About the only thing harder to do is to destroy one.

That latter point is made abundantly clear to me in no case more certainly than that of American composer Roy Harris. Blank stares usually answer one's attempts to describe how lionized Harris was by the American musical community during the 1930s and '40s. If knighthood were our thing, Sir Roy surely would have been one of the music world's first dubbings - he and Sir Aaron (Copland).

Roy Harris was the quintessential expresser of the great American musical personality - of the sense of frontierhood, destiny, sobriety, exuberance, rugged individualism. He captured the rough-hewn pioneer spirit that was so expansively invoked during the depression years, when an inward-looking United States turned to assess its moral and cultural resources.
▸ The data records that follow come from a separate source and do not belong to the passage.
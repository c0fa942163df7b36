//! Conference track packing.
//!
//! Assigns timed talks to the fewest parallel tracks, each a fixed-length
//! morning session and a fixed-length afternoon session, keeping idle time
//! inside sessions low. Exact packing is NP-hard; this crate uses
//! Best-Fit-Decreasing with two selectable tie-break policies, plus a
//! sequential baseline and a permutation search.
//!
//! # Modules
//!
//! - **`config`**: `DayLayout`, the fixed day shape and derived capacities
//! - **`models`**: `Talk`, `Session`, `Track`, `Schedule`
//! - **`scheduler`**: BFD engine, sequential packer, permutation search, KPIs
//! - **`validation`**: talk-set checks run before packing
//! - **`input`** / **`format`**: line-oriented reading and clock rendering
//! - **`error`**: error types
//!
//! # Example
//!
//! ```
//! use u_tracks::config::DayLayout;
//! use u_tracks::models::{Schedule, Talk, TieBreak};
//!
//! let talks: Vec<Talk> = ["Keynote 60min", "Rust in Production 45min", "Fast Builds lightning"]
//!     .iter()
//!     .map(|line| line.parse().unwrap())
//!     .collect();
//!
//! let mut schedule = Schedule::new(DayLayout::default()).with_tie_break(TieBreak::Balanced);
//! schedule.add_talks(talks).unwrap();
//! assert_eq!(schedule.track_count(), 1);
//! assert!(schedule.to_string().starts_with("Track 1\n\n09:00AM Keynote 60min"));
//! ```
//!
//! # References
//!
//! - Johnson (1974), "Fast Algorithms for Bin Packing"
//! - Coffman et al. (2013), "Bin Packing Approximation Algorithms: Survey and Classification"

pub mod config;
pub mod error;
pub mod format;
pub mod input;
pub mod models;
pub mod scheduler;
pub mod validation;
It is a sad irony that this towering symbol of America's musical prowess, who passed on in California in 1979, has been massively neglected during the last quarter-century - to the point of near-oblivion. But the queer phenomenon is that the man's reputation has lived on. The nodding ''ah-ha'' reaction, reserved for the unimpeachably great, has continued for Harris, among those who knew him in the first place. And on the strength of . . . what? Only a handful of major or midi performances of his music come to recent memory.

Harris's Third Symphony (1938) is positively the first work I always play for people when I am introducing them to the joys of likable, convincing 20 th-century American music. His undisputed pinnacle achievement, it packs into its 17 minutes worlds of accessible, urgent musical truth, with an inevitability that is impressive and a dramatic denouement that grips one tightly. Yet, like Bruckner or Sibelius, the bulk of Harris's music is an acquired taste for many people. Little of it is as immediately winning as the Third Symphony or the Violin and Piano Sonata (1941); a great many of his works take time and have little outright mnemonic profile - they are not easily remembered immediately after hearing.

The question of ''nationalism'' has perhaps overly complicated the understanding of Harris's music. His Third Symphony does powerfully evoke the dust-bowl specter of what one critic called the ''dark fastness of the American soul.'' It is this image that has habitually attached itself to Harris's works as their principal trademark, and rightly so. But only to a point, for I think perhaps a lot of what has been imputed to Harris has gotten in the way of his being more completely understood.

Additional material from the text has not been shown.